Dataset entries
_____
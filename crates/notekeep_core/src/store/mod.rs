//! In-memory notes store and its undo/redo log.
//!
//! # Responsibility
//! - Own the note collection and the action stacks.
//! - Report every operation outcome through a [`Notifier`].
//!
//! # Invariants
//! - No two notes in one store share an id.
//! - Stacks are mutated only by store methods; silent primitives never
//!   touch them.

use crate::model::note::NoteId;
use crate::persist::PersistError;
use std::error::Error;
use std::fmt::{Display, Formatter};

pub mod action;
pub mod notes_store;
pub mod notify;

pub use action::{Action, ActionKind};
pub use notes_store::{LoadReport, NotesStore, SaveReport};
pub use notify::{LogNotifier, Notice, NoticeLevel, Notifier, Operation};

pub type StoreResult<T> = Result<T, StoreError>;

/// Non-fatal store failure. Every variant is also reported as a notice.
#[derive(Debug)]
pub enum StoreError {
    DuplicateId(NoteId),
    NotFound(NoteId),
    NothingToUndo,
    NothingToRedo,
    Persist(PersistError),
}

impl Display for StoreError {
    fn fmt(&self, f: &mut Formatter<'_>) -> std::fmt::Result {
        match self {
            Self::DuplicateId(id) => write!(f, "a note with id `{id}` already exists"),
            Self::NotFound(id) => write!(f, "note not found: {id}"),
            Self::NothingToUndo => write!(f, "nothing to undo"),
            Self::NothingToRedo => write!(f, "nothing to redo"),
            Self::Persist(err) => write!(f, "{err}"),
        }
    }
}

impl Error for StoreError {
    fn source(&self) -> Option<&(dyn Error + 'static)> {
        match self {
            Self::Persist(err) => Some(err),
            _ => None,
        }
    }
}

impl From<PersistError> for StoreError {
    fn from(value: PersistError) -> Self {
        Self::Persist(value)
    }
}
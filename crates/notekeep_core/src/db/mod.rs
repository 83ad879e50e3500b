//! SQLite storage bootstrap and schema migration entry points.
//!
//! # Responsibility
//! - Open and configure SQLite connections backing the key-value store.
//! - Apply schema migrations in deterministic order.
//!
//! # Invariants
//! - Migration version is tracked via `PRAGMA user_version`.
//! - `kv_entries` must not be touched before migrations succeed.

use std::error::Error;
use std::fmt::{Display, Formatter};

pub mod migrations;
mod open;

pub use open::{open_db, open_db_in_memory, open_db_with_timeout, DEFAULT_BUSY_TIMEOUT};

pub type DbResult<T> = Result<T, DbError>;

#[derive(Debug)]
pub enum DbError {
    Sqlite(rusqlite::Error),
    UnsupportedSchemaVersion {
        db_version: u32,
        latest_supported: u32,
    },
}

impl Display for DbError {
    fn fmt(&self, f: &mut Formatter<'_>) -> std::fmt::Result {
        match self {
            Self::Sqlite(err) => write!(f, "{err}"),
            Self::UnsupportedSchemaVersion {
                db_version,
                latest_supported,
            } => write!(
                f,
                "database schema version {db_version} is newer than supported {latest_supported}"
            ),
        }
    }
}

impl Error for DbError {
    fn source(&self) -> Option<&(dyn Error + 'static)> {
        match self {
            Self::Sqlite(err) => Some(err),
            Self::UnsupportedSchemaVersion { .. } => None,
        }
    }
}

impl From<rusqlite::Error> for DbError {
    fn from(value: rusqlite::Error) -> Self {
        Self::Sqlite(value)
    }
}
_____
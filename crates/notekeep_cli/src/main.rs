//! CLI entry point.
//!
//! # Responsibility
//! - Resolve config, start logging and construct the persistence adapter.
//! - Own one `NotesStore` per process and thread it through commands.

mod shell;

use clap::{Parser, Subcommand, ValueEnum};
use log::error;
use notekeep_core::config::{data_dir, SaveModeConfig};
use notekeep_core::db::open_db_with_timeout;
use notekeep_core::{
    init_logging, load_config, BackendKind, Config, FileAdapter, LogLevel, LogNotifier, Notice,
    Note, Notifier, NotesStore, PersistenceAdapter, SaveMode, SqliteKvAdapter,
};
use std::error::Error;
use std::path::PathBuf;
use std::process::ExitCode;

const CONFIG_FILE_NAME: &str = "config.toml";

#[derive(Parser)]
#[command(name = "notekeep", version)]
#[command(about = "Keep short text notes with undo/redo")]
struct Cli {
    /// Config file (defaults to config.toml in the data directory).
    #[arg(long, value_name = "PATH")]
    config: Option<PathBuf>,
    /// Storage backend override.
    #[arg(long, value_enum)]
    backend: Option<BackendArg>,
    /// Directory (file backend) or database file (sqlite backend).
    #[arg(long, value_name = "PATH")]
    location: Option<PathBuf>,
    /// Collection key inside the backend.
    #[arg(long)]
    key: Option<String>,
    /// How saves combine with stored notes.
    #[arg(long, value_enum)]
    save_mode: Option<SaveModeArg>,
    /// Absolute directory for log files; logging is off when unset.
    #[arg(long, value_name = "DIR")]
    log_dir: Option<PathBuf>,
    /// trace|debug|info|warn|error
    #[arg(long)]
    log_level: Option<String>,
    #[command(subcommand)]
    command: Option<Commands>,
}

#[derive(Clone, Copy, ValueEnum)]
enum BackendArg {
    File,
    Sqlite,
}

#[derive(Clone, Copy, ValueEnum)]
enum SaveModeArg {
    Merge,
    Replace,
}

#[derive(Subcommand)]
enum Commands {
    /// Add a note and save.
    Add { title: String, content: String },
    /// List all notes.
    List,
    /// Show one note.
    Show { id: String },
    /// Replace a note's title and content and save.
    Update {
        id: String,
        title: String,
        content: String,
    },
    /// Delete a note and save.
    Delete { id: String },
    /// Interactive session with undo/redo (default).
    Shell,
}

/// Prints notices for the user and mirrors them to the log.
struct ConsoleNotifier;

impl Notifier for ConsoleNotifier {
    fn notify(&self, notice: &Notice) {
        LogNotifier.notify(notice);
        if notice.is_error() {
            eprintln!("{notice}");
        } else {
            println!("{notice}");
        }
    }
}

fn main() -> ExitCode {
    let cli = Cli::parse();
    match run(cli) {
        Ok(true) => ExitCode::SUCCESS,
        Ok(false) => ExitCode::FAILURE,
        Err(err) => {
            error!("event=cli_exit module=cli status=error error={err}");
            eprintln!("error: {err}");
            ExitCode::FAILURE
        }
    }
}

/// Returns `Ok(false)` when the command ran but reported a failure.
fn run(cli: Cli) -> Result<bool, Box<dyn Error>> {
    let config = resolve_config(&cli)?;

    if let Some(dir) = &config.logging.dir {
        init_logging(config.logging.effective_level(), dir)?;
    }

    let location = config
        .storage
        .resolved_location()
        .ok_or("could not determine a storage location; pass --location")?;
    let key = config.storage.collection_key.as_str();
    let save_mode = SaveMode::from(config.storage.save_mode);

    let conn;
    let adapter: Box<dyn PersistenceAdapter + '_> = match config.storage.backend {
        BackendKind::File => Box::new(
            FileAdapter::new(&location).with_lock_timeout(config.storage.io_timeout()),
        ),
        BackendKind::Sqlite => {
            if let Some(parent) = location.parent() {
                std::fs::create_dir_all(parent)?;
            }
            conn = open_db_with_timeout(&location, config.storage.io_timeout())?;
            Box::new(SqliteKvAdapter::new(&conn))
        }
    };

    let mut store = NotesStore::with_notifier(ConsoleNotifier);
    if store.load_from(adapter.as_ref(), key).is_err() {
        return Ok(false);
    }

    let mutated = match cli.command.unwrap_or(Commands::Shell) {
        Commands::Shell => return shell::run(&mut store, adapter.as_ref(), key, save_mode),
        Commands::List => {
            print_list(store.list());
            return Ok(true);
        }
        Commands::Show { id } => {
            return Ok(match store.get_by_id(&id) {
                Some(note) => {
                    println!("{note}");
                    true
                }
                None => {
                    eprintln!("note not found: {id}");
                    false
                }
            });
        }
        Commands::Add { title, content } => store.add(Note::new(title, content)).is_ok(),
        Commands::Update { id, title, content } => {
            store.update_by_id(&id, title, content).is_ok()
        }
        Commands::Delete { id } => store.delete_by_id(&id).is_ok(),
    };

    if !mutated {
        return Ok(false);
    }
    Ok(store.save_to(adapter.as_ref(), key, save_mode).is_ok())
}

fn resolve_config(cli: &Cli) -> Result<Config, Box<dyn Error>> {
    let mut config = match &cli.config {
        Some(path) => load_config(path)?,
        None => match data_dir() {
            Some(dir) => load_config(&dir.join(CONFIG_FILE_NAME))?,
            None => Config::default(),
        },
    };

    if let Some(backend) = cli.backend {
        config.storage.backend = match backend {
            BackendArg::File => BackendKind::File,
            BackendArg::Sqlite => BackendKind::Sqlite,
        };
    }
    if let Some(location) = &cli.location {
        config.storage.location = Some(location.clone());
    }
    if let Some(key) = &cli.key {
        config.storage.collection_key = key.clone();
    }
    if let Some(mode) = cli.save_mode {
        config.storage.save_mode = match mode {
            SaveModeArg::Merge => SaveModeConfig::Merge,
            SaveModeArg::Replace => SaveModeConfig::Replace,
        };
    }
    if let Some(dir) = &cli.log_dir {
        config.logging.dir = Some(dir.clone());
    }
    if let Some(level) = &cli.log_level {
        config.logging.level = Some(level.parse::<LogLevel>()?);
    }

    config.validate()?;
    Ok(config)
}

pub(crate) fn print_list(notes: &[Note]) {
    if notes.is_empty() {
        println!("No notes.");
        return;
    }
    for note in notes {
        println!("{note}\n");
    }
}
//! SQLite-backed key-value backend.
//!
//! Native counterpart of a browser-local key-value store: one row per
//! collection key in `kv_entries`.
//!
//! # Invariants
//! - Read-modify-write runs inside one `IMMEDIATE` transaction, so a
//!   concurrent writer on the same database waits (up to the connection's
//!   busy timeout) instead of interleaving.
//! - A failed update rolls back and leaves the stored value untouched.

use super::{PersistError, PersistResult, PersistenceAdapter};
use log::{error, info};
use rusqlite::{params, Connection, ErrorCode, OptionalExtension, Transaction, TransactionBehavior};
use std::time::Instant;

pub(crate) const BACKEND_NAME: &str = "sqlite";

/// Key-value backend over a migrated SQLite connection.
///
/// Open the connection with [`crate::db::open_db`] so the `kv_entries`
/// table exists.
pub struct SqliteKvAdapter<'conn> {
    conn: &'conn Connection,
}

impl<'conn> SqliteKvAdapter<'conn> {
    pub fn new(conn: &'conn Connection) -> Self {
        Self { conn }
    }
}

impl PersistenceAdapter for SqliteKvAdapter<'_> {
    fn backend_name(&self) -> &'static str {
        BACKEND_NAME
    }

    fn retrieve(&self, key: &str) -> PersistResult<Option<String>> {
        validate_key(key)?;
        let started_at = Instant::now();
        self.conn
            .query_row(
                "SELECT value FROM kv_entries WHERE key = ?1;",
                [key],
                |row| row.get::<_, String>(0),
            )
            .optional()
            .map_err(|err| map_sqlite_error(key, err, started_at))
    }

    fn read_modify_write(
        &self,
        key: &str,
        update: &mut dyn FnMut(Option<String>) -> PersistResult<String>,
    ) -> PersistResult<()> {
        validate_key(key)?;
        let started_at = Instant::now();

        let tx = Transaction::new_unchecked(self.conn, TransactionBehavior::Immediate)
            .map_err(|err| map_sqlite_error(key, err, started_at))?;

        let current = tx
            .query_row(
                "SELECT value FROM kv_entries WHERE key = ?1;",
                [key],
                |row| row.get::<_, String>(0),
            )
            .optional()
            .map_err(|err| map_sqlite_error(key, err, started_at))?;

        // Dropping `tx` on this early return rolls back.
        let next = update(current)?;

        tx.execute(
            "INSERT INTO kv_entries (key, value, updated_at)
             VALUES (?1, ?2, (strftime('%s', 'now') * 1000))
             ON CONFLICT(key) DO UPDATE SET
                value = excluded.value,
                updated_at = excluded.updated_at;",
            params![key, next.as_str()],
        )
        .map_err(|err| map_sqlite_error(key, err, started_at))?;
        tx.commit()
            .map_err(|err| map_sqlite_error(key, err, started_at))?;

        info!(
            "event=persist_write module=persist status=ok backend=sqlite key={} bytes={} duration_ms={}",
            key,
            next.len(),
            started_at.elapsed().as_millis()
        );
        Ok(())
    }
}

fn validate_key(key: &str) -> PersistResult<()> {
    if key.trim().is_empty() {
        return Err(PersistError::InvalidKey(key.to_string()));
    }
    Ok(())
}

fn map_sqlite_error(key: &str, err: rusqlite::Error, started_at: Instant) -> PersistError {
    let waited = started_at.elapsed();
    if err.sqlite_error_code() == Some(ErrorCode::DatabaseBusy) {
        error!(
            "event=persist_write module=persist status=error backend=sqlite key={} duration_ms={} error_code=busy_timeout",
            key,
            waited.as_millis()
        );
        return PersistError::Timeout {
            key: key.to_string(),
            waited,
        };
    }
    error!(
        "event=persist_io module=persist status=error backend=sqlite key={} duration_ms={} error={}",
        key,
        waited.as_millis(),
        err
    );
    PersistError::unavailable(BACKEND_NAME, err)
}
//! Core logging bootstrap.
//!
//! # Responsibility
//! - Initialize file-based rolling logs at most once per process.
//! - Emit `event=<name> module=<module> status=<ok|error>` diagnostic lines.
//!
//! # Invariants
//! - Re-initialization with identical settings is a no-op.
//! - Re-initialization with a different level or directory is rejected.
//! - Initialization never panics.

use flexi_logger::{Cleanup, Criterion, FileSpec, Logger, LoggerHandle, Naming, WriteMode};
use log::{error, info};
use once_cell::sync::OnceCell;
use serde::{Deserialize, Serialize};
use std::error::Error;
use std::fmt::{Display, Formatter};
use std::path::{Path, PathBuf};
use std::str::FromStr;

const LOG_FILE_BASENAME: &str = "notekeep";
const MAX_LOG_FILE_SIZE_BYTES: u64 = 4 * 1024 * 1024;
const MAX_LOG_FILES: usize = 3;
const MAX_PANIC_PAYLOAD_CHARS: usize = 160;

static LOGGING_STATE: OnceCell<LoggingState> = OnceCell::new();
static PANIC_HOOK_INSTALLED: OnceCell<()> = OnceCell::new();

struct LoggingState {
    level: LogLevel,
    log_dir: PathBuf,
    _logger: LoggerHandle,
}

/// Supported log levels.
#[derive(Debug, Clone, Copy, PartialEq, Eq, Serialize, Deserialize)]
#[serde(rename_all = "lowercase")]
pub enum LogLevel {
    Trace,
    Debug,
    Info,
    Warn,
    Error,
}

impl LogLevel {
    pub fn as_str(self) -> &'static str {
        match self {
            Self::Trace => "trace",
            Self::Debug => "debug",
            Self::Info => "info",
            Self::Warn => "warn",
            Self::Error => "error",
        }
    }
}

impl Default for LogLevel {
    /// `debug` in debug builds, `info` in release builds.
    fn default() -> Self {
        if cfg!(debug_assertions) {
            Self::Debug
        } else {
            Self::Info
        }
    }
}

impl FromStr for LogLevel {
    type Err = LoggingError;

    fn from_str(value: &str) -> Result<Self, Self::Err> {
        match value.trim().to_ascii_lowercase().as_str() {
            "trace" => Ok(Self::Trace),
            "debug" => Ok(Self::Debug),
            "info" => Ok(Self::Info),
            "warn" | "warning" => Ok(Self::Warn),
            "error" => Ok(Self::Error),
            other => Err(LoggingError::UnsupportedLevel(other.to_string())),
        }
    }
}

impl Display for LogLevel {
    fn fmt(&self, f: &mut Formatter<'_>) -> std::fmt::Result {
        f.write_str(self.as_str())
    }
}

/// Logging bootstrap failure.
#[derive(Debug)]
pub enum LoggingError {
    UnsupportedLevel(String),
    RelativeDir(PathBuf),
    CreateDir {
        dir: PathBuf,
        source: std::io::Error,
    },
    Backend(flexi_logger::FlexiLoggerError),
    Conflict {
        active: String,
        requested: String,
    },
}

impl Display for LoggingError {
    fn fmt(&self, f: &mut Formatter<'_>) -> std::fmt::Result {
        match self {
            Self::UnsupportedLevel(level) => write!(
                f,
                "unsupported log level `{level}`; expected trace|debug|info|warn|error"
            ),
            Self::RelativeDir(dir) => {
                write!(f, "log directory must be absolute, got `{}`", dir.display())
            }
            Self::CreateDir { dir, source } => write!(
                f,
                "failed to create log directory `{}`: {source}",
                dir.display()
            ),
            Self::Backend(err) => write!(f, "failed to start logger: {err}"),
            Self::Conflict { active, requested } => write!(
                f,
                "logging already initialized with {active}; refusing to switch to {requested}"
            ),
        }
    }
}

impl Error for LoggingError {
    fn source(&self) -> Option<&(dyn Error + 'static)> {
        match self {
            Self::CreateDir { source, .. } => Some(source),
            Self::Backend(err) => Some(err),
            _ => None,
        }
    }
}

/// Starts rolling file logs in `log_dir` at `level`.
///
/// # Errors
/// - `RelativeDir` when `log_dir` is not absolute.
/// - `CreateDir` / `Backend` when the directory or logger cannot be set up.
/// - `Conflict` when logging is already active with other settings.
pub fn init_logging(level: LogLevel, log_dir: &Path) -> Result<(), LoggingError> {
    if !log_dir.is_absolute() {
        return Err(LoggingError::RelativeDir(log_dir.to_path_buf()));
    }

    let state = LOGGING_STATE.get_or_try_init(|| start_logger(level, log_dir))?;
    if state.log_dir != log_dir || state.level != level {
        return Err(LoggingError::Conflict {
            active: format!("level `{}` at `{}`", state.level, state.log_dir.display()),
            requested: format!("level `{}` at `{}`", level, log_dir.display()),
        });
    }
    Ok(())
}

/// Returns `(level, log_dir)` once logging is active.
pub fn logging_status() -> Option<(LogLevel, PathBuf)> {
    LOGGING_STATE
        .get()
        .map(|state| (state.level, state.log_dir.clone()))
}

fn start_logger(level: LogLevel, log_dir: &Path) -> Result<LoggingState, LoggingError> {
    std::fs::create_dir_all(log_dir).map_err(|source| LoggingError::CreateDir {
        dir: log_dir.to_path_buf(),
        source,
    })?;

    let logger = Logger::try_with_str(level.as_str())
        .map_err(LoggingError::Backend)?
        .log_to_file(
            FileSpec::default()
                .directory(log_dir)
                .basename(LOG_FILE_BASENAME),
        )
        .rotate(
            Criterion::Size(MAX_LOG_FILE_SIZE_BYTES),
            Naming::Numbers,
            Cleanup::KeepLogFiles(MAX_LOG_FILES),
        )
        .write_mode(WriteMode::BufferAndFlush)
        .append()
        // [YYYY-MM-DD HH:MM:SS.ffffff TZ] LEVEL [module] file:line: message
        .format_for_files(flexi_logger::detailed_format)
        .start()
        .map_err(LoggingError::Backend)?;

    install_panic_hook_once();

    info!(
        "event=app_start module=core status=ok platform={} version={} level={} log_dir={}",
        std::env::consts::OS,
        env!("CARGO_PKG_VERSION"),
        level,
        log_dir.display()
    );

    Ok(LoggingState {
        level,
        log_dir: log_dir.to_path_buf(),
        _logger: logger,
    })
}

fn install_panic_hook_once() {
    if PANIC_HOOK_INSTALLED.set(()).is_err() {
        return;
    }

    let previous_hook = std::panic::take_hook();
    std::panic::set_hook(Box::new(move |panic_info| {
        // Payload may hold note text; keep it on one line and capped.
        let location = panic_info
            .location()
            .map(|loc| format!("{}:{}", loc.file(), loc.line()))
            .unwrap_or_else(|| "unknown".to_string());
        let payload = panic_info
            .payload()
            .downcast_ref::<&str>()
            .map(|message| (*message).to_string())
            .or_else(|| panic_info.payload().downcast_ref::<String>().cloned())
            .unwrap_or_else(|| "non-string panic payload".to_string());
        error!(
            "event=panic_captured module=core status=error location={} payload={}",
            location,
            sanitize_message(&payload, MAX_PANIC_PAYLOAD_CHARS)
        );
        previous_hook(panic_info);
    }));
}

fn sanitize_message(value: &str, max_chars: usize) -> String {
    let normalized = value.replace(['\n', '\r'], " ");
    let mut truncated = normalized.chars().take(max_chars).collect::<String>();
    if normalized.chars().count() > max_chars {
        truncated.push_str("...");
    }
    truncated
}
_____
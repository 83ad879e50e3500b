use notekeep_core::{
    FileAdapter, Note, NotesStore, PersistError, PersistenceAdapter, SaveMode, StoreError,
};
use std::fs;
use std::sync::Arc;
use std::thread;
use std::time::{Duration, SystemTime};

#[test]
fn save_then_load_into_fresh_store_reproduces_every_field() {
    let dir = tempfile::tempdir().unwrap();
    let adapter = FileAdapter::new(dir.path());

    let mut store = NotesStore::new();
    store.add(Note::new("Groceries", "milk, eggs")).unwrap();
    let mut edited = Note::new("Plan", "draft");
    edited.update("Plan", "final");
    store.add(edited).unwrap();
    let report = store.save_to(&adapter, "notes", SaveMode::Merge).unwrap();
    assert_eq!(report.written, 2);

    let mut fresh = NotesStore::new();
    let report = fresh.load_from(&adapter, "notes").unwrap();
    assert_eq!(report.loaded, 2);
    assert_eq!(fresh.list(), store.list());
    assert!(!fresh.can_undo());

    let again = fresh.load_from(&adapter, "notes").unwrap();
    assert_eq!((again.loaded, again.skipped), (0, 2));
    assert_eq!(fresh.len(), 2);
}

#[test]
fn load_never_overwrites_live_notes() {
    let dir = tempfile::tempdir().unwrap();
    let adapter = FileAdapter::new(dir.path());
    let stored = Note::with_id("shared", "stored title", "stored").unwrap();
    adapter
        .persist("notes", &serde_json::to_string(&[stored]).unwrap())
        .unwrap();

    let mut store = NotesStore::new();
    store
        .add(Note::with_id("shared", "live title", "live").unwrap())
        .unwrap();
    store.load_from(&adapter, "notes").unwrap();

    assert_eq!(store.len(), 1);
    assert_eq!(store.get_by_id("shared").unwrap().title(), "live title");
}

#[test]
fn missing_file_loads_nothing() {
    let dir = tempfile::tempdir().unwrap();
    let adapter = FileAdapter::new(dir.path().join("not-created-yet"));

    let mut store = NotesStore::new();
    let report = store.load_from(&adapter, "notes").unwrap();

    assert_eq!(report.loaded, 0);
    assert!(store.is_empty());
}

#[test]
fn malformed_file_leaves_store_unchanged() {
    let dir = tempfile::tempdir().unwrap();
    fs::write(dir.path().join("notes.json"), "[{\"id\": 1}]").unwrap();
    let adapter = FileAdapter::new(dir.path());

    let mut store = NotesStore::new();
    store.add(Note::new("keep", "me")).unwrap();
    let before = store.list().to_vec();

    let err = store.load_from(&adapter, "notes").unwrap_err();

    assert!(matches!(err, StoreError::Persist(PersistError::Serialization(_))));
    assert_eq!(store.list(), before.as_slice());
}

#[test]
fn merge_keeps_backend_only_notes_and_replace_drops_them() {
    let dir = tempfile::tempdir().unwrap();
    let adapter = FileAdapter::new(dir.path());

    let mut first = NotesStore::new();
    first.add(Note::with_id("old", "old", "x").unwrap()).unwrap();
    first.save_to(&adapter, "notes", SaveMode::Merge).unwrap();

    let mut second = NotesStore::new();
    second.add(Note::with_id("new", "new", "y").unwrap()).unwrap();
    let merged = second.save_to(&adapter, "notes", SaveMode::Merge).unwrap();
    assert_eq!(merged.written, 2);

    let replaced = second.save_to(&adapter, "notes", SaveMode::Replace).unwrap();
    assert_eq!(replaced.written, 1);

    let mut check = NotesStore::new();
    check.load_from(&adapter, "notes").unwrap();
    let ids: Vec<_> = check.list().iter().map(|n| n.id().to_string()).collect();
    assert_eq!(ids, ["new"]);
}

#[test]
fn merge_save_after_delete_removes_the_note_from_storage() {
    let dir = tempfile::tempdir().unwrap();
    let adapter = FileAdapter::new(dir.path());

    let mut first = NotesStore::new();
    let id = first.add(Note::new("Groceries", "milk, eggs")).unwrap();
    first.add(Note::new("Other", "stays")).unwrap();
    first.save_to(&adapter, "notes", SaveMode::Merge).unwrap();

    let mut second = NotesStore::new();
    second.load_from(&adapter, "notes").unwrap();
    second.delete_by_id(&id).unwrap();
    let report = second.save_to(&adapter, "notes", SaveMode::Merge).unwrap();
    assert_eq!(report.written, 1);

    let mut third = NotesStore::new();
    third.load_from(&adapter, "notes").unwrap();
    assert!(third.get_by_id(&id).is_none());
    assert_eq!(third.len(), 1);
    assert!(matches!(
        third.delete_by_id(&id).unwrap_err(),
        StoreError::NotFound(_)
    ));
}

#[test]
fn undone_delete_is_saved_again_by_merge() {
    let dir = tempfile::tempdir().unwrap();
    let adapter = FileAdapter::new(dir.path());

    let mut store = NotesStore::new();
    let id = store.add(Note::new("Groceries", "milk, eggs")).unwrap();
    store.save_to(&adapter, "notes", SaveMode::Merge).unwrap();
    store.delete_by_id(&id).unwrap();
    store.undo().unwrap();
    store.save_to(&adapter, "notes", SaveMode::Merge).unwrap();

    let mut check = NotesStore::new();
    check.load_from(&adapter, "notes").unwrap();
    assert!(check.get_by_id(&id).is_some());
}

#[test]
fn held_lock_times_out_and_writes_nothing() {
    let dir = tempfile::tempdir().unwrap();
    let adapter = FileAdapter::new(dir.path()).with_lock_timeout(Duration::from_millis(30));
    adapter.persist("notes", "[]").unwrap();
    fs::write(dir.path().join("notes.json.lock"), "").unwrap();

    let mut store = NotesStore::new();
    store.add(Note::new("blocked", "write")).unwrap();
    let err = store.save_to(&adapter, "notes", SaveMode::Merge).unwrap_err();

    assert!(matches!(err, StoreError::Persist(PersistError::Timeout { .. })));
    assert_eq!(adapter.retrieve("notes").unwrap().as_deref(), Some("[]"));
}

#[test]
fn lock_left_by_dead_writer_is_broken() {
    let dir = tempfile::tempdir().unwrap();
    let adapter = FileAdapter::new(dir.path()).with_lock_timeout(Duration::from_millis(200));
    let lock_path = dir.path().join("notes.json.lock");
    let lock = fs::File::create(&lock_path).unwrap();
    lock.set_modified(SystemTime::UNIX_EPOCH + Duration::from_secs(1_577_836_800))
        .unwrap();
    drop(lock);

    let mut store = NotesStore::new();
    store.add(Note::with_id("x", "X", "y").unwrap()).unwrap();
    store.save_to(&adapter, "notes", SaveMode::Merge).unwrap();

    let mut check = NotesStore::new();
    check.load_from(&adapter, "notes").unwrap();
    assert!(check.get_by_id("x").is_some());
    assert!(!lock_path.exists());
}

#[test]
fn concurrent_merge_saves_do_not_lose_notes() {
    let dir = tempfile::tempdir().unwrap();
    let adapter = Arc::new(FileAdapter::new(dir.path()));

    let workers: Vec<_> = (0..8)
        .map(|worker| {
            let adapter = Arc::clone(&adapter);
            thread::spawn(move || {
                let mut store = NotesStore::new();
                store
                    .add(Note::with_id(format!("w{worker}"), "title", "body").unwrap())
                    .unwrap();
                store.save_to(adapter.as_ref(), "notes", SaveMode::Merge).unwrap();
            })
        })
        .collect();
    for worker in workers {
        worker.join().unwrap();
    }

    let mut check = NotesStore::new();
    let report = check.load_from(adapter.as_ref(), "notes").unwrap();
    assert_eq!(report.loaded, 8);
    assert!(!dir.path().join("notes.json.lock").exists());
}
_____
# Exercise directions:
Please give back, exactly as it stands above, the stretch from the line with "if let Some(key)" through the line with "transaction, so a", and no line outside it.

# Result for this exercise:
    if let Some(key) = &cli.key {
        config.storage.collection_key = key.clone();
    }
    if let Some(mode) = cli.save_mode {
        config.storage.save_mode = match mode {
            SaveModeArg::Merge => SaveModeConfig::Merge,
            SaveModeArg::Replace => SaveModeConfig::Replace,
        };
    }
    if let Some(dir) = &cli.log_dir {
        config.logging.dir = Some(dir.clone());
    }
    if let Some(level) = &cli.log_level {
        config.logging.level = Some(level.parse::<LogLevel>()?);
    }

    config.validate()?;
    Ok(config)
}

pub(crate) fn print_list(notes: &[Note]) {
    if notes.is_empty() {
        println!("No notes.");
        return;
    }
    for note in notes {
        println!("{note}\n");
    }
}
//! SQLite-backed key-value backend.
//!
//! Native counterpart of a browser-local key-value store: one row per
//! collection key in `kv_entries`.
//!
//! # Invariants
//! - Read-modify-write runs inside one `IMMEDIATE` transaction, so a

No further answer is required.